Directions for this task:
Print every line of the listing below, starting with the line that holds "filename src/cli/mod.rs" and going on through the line that holds "pub mod commands;", both included, and print nothing else.

Data to process:
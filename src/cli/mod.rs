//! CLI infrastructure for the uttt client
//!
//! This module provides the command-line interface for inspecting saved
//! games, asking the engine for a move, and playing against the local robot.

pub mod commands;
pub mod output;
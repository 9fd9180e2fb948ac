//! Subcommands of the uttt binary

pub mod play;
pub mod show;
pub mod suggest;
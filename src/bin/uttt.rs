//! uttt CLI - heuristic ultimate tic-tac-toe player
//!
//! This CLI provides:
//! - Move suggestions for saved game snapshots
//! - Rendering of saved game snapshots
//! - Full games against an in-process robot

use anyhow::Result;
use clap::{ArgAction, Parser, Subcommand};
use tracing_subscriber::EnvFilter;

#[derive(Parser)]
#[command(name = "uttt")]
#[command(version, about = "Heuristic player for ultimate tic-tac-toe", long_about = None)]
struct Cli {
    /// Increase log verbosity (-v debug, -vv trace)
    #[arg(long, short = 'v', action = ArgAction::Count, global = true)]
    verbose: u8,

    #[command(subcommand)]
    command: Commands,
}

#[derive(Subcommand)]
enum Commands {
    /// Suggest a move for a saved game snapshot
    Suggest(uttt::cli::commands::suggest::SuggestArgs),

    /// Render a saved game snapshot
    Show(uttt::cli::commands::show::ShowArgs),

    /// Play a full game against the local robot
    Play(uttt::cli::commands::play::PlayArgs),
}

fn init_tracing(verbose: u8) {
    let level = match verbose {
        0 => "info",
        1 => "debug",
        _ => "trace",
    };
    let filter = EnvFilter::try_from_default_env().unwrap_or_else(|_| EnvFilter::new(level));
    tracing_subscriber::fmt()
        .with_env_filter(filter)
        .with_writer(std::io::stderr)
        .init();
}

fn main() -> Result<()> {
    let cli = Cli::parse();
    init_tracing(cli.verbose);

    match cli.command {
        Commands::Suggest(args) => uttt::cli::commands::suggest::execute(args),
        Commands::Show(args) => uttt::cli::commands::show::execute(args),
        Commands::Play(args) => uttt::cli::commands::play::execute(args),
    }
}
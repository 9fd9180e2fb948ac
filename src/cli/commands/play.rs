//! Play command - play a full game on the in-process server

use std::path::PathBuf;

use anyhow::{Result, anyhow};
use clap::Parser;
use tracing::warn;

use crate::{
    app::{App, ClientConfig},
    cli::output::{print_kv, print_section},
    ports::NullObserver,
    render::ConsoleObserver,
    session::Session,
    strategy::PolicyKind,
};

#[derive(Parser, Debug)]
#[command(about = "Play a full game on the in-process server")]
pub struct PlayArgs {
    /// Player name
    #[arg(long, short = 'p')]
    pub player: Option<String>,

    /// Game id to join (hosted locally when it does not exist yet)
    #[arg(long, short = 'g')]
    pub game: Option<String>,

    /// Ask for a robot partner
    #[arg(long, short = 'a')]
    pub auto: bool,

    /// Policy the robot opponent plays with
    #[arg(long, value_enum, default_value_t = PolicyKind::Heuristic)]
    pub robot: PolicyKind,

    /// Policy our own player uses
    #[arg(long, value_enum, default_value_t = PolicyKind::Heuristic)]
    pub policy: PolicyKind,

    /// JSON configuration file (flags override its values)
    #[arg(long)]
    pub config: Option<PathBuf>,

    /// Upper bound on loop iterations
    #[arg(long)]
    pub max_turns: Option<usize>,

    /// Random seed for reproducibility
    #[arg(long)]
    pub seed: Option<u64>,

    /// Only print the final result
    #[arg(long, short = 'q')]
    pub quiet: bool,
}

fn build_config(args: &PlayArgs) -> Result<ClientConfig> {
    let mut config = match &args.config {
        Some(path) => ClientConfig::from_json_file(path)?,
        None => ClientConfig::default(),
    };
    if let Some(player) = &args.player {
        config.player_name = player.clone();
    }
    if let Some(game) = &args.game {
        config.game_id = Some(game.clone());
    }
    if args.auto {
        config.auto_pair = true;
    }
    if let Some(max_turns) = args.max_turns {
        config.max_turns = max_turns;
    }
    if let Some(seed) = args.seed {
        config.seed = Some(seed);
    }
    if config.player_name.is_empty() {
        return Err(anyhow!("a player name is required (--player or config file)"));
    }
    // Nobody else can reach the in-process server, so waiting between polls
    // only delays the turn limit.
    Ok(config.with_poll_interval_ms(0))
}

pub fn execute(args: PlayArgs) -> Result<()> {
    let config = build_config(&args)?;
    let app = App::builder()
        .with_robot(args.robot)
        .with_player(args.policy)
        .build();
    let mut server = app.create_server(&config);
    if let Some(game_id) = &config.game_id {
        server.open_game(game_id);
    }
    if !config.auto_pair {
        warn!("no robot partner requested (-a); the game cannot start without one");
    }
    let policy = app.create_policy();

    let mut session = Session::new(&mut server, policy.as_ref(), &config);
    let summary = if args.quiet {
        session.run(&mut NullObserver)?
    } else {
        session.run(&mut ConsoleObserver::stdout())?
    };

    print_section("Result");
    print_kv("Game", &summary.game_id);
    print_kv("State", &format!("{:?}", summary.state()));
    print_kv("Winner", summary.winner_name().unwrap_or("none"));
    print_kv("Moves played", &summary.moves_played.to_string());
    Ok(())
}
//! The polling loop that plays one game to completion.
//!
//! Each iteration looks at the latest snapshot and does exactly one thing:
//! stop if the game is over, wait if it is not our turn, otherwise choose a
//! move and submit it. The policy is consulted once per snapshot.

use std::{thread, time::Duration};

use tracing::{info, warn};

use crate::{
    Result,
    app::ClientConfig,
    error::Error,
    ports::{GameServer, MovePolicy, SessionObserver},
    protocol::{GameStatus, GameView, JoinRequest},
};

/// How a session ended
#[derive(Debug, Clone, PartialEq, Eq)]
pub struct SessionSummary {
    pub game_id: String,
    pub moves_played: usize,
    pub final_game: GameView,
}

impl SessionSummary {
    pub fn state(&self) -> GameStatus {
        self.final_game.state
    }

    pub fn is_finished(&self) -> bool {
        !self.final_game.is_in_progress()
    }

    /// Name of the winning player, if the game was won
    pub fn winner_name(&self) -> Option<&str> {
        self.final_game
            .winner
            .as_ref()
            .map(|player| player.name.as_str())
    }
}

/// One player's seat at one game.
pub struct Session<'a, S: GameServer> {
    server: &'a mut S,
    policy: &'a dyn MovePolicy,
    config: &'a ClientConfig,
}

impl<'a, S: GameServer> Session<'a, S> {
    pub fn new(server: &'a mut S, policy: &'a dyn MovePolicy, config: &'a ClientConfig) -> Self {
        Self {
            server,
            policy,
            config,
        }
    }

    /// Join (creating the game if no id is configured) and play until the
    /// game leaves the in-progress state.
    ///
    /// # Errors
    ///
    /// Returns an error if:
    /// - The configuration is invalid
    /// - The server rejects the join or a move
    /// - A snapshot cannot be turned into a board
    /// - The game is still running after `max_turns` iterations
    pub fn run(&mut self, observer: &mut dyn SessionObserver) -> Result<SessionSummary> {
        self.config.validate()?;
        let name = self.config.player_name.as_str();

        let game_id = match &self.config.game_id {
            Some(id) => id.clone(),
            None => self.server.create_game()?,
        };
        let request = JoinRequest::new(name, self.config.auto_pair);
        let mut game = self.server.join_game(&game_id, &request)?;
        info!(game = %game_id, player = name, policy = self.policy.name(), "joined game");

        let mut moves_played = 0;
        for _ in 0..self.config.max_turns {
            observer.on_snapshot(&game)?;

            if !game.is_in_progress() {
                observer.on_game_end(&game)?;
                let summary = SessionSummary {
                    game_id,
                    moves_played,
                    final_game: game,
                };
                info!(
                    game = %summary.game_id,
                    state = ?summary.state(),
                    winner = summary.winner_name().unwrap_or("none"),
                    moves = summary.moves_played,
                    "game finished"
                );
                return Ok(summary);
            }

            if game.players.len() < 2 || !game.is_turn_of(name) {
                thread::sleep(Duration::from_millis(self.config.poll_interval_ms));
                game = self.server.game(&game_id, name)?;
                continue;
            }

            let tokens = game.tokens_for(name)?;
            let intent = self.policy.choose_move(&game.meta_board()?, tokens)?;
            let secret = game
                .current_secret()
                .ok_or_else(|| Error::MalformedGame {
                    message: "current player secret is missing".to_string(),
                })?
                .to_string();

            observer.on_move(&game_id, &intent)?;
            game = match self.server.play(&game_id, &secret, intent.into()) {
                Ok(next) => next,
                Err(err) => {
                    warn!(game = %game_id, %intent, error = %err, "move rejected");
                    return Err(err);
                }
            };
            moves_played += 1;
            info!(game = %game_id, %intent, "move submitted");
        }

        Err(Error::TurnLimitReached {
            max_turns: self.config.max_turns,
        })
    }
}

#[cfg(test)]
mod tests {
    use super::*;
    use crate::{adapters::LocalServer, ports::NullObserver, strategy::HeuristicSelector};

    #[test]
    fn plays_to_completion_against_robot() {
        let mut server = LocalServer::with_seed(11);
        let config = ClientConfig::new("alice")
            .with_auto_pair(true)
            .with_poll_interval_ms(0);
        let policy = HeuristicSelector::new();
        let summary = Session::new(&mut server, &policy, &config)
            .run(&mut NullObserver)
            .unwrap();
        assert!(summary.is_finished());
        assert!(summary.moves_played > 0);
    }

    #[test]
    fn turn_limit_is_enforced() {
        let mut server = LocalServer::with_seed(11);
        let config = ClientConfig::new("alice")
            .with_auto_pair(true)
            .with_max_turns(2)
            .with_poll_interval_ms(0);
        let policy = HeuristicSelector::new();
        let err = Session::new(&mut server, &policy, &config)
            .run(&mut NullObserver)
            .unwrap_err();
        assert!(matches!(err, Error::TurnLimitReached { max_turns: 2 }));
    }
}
* * *
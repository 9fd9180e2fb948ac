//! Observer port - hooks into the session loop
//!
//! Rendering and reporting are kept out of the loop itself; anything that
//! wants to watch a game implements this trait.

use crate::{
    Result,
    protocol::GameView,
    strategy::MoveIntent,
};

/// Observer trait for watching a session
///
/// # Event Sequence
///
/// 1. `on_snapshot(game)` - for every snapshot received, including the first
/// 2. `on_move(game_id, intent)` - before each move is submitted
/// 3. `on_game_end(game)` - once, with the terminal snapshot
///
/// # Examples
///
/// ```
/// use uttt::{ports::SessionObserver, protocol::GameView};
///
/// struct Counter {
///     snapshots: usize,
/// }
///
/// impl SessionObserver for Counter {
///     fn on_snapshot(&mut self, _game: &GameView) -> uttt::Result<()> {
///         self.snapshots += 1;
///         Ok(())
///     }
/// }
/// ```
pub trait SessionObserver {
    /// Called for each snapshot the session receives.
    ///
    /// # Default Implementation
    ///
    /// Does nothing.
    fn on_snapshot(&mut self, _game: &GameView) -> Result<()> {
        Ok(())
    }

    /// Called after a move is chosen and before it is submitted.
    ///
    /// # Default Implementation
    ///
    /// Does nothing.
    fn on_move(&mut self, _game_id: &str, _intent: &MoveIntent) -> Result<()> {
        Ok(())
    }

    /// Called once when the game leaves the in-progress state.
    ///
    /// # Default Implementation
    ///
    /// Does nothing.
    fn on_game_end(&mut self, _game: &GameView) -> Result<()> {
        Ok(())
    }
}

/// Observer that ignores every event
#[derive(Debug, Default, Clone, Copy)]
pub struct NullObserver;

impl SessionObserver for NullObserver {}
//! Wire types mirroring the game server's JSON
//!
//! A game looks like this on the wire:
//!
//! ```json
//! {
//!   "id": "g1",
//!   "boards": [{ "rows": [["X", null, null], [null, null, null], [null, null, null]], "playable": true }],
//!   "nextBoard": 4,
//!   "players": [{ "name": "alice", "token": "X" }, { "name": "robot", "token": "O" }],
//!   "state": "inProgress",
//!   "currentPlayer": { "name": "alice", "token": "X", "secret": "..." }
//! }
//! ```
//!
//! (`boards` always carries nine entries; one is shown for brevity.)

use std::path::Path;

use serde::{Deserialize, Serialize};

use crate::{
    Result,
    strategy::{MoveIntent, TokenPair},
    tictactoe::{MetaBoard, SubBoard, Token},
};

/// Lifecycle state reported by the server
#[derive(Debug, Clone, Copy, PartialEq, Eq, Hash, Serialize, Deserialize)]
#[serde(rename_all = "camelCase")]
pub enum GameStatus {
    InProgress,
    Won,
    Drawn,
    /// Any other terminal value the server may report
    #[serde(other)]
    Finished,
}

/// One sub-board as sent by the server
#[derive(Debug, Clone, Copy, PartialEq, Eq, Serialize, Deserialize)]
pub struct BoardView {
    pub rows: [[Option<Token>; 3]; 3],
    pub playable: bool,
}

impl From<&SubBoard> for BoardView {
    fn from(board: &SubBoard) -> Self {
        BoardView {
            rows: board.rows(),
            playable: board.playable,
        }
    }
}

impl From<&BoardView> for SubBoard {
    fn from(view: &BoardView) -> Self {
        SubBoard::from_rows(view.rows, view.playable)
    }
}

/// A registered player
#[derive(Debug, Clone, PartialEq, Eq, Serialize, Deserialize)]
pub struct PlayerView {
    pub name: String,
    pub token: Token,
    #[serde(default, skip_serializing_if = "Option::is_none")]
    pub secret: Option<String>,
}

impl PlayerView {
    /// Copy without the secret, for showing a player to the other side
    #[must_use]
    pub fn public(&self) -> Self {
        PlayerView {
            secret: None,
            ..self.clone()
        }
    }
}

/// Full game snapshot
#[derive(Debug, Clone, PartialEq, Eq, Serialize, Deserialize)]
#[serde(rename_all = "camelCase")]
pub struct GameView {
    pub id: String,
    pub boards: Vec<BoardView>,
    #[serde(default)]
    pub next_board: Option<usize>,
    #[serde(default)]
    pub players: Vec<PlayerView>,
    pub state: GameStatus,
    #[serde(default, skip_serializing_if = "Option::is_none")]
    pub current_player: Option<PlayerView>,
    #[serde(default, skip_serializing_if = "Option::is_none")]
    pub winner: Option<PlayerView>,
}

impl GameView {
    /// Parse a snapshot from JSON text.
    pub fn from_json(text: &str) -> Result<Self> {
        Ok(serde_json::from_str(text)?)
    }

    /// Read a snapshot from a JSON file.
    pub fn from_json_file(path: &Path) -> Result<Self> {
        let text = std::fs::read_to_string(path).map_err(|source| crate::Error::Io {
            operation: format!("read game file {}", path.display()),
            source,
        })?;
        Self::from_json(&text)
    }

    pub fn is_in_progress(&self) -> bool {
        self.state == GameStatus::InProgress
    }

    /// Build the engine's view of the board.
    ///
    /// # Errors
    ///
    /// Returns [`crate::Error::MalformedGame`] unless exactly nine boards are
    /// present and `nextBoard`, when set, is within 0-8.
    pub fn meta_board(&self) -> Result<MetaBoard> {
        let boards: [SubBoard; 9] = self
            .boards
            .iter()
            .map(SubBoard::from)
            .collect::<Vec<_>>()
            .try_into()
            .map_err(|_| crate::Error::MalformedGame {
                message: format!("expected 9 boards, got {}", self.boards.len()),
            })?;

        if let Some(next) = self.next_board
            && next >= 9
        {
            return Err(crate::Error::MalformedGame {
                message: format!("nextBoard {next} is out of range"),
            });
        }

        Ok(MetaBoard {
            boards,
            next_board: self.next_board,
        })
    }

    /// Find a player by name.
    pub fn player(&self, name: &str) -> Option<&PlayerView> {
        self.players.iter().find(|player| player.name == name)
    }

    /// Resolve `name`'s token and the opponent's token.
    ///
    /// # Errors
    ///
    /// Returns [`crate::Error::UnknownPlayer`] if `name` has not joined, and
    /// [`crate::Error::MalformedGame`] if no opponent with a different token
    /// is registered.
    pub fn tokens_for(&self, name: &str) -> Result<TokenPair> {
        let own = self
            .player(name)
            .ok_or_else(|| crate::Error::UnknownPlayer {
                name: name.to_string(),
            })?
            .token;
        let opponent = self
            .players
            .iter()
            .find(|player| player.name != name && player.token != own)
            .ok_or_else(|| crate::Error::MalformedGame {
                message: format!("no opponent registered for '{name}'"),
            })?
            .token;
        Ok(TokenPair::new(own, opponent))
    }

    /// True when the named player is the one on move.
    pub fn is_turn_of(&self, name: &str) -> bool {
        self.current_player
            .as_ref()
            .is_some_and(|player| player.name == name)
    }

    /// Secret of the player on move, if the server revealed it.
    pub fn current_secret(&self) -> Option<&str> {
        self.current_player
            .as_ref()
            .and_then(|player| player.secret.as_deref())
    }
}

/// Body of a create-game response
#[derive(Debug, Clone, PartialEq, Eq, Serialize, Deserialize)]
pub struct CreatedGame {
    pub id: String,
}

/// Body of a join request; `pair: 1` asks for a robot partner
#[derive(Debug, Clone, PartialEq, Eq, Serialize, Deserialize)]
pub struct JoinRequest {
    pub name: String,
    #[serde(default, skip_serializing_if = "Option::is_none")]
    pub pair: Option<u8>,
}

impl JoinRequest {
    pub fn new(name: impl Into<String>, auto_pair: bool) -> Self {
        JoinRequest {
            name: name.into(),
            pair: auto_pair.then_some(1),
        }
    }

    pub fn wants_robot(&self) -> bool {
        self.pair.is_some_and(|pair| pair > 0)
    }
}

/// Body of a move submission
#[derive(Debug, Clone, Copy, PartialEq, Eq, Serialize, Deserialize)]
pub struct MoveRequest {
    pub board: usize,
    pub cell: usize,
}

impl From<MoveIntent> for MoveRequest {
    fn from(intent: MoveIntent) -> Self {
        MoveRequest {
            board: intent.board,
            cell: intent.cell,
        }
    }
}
--
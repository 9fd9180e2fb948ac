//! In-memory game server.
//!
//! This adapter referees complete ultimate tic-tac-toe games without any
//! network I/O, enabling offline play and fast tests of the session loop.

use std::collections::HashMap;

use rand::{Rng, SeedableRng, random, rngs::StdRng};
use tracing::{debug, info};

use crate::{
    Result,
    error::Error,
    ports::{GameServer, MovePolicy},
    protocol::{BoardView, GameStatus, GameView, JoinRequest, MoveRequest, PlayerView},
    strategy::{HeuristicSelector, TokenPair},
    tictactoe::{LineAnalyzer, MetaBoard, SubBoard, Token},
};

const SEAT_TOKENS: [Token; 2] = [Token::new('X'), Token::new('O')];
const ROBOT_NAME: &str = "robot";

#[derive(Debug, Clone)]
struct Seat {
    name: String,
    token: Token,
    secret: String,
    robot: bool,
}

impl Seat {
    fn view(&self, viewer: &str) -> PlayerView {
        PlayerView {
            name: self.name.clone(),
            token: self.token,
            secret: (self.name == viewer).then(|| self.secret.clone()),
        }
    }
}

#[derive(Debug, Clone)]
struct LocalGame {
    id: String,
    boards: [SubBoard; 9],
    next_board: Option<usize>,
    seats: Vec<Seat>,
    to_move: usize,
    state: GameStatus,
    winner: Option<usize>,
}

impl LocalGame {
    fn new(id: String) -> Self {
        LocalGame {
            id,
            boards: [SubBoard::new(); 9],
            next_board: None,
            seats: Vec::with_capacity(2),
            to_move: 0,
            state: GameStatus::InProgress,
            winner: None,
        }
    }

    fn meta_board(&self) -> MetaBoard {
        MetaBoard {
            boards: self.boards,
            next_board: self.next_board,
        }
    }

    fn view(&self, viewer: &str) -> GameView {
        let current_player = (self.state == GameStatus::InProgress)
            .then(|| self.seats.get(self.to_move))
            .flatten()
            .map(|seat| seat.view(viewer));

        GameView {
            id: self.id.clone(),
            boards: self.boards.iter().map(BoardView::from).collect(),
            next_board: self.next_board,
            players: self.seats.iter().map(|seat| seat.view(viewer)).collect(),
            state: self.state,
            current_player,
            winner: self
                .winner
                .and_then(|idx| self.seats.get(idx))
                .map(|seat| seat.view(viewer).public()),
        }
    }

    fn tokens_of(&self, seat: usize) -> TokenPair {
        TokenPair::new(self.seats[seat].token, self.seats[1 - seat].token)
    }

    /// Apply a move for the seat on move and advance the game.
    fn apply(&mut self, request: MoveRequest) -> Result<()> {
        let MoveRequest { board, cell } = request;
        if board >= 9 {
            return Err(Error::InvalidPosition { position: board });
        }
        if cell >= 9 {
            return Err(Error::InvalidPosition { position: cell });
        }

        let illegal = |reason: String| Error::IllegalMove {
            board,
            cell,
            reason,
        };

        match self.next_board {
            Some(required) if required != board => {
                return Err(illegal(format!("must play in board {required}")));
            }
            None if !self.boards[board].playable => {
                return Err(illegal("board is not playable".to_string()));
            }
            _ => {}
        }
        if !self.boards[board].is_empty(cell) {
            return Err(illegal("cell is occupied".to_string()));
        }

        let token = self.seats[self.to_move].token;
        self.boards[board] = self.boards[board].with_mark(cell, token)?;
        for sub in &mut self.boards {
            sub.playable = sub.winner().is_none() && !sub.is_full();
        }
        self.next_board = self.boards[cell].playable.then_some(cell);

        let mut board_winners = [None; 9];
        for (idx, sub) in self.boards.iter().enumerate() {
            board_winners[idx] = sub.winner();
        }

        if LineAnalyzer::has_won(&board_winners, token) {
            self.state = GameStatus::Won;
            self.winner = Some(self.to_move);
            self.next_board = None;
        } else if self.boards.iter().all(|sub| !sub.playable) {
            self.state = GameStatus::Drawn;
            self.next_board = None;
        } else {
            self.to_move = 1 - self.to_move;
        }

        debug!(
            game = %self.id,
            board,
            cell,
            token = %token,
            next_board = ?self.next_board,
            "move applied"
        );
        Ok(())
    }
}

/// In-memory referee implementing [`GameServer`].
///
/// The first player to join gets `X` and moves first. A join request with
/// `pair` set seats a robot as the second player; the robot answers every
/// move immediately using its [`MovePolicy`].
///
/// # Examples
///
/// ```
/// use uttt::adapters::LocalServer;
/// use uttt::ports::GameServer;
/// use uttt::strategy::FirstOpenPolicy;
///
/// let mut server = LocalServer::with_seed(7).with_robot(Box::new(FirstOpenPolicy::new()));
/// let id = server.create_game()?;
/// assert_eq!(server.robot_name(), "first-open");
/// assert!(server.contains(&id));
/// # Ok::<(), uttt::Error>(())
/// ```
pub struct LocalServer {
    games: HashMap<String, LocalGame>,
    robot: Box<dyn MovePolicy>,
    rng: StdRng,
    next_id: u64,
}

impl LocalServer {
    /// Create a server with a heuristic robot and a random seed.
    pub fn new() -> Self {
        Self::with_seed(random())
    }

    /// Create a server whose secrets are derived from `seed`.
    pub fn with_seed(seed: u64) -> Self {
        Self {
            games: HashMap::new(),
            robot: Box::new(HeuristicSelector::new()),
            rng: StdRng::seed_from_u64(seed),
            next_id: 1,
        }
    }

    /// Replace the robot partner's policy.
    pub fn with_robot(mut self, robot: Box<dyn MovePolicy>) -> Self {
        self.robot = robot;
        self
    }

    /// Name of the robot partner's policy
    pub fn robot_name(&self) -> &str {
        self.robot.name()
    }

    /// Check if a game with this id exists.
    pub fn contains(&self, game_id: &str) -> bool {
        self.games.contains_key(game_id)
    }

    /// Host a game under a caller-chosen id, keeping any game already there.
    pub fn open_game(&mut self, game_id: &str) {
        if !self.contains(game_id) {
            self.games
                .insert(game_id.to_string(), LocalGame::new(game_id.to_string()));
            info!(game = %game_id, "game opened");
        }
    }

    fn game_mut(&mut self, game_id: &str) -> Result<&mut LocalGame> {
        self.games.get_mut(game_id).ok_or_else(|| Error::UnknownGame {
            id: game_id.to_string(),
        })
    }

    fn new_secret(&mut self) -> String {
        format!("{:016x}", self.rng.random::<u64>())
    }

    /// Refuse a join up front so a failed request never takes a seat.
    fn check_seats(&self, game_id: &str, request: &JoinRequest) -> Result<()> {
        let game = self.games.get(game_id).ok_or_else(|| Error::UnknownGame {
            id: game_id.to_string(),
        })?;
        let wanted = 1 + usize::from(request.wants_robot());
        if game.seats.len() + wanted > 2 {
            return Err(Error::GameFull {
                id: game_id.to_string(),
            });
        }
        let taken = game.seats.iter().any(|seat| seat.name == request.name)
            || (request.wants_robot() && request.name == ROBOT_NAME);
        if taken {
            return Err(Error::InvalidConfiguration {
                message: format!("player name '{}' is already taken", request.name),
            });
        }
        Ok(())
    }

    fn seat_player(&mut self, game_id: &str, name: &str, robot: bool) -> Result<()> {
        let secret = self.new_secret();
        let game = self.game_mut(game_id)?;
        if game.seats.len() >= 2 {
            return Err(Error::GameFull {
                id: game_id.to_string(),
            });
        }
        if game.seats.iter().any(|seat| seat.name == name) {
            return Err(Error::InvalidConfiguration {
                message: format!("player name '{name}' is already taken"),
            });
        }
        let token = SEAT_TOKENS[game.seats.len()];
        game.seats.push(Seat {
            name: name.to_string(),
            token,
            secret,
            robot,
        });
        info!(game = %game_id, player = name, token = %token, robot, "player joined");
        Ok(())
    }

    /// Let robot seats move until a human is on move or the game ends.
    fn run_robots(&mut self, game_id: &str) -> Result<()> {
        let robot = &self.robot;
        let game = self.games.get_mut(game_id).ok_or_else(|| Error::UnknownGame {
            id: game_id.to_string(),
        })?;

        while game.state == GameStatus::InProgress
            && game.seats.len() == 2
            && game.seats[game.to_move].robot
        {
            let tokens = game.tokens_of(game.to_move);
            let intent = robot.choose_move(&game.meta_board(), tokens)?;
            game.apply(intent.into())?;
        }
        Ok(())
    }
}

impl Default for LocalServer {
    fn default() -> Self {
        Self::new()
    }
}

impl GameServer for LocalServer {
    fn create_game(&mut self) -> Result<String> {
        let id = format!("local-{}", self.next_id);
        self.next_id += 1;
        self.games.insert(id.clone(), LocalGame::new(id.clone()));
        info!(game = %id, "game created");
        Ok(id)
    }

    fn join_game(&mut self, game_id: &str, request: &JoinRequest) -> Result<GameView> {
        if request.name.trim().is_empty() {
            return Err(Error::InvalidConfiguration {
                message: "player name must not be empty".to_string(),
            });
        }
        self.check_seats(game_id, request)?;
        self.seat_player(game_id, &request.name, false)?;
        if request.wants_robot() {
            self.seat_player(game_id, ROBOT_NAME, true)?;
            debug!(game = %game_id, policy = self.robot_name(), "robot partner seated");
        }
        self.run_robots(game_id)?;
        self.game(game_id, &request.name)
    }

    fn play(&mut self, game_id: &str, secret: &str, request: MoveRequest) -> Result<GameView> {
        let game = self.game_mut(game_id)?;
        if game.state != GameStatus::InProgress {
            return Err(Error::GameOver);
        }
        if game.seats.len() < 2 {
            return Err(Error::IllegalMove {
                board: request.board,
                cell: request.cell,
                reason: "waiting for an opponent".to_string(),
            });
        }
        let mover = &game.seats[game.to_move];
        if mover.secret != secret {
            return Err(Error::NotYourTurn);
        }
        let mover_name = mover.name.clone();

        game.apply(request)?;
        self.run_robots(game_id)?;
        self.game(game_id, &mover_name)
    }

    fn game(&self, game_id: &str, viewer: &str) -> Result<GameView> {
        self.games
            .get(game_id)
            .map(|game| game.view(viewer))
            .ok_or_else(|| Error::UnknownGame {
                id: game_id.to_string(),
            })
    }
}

Result below:
filename src/cli/mod.rs
//! CLI infrastructure for the uttt client
//!
//! This module provides the command-line interface for inspecting saved
//! games, asking the engine for a move, and playing against the local robot.

pub mod commands;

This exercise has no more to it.